The whole of the Gospel is the subject of this first question.  Our only real comfort in all the circumstances in life are found in that Gospel, in the truth that by the redemption we have in the blood of Christ, we now belong to Him, are part of His family and His nation, and can live our lives in complete confidence in that truth.

Without that truth, we have a number of problems with no good solutions.

First, we live under the constant shadow of guilt.  Whatever people claim, their own consciences testify to them that they are in a state of condemnation and alienation from their Creator.  This simple fact explains a great deal about the destructive behavior of the human race; guilt and the fear of God’s wrath that comes from guilt drives our politics, our addictions, our tribalism, our envy and hatred of others, and a great many other problems.

Second, we live in a seemingly random, chaotic world.  There is no way of knowing what the future will bring; people who work hard and make all the seemingly right choices nonetheless have terrible things happen to them; disease, war, natural disasters, terrible religious or political leaders and a hundred other things can ruin a man’s life at the drop of a hat, with no recourse.

Third, our own real inability to overcome our human nature condemns us to repeating the same stupid mistakes over and over again.  We are slaves to our lusts, to our ignorance, and to our weakness.  Good intentions repeatedly give way to the desires of the moment.  How do you protect yourself from yourself?   How can you guard yourself against the desires of your own heart?  All the self-help in the world won’t do you any good when at the moment of crisis, you don’t want to avoid the destructive behavior—you want to do it, so you do.  Thus the misery of man is great.

Coming into the redemption of Christ solves all these problems, and the first question of the Catechism explains how it does so.  First, it frees us from guilt, not by trying to hand-wave the problem away, not by minimizing it or giving me some token work to do to assuage the problem myself, but by accepting its severity and dealing with it.  Such a huge problem can only be adequately satisfied by the death of the Son of God Himself on our behalf, propitiating the wrath of God against sin and offering me the benefits of that sacrifice as a free gift, so that both the wrath of God and the mercy and love of God are given their full weight.

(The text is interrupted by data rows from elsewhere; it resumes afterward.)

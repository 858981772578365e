use anyhow::Result;
use std::path::PathBuf;

#[cfg(target_os = "windows")]
mod windows;
#[cfg(target_os = "windows")]
pub use windows::SystemFocusQuery;

/// What was focused at the moment a replay finished saving. Queried fresh per
/// event, never cached.
///
/// Empty strings mean the information was simply unavailable (no version
/// resource, untitled window); that is not an error, it just pushes label
/// resolution further down the fallback chain.
#[derive(Clone, Debug, Default, PartialEq)]
pub struct FocusSnapshot {
    pub window_title: String,
    pub executable_path: Option<PathBuf>,
    pub product_description: String,
    pub fullscreen: bool,
}

pub trait FocusQuery {
    fn snapshot(&self) -> Result<FocusSnapshot>;
}

/// Focus introspection is only wired up for Win32. Elsewhere every capture is
/// unidentified and falls through the label fallback chain.
#[cfg(not(target_os = "windows"))]
pub struct SystemFocusQuery;

#[cfg(not(target_os = "windows"))]
impl SystemFocusQuery {
    pub fn new() -> Self {
        Self
    }
}

#[cfg(not(target_os = "windows"))]
impl FocusQuery for SystemFocusQuery {
    fn snapshot(&self) -> Result<FocusSnapshot> {
        Ok(FocusSnapshot::default())
    }
}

Secondly, it then brings me under the protective umbrella of God’s providence.  The world is no longer random and pointless; now a sovereign God is directing all that happens to ensure that my salvation comes to its completion.  If God would give me such a tremendous gift of the sacrificial death of His own Son on my behalf, what would He withhold from me?  Having invested so much in my salvation, how will He ever permit anything to rob Him of His goal?  I need therefore fear nothing that happens in this life.  Though there will certainly be suffering and deprivation, I can live in confidence that all of those things are part of God’s perfect plan for me.

Finally, I now have the gift of the Spirit of God.  He supernaturally works on my very nature, applying the work of salvation to me, so that I am assured of its reality.  He works faith in me, teaching me to trust in Christ, and that trust works every manner of benefit in me.  When I trust God then I can begin turning away from all the foolish self-destructive behaviors that are borne out of fear, pride, envy and lust.  I can have confidence that God will bring every good thing to me in His time.  That trust also works love toward God, arising out of thankfulness for all He has done, a love that gives me a desire to please Him with my life.

The faith that connects me to Christ in this way is not simply wishful thinking, a sort of vague optimism, or even the most intensely emotional “hope-so”— it is a faith that has content, and the second question tells me what the content of saving faith is- a knowledge of sin and misery, an understanding of the way we are saved from that sin and misery, and the response of thankfulness that results.  This provides the outline for the rest of the Catechism.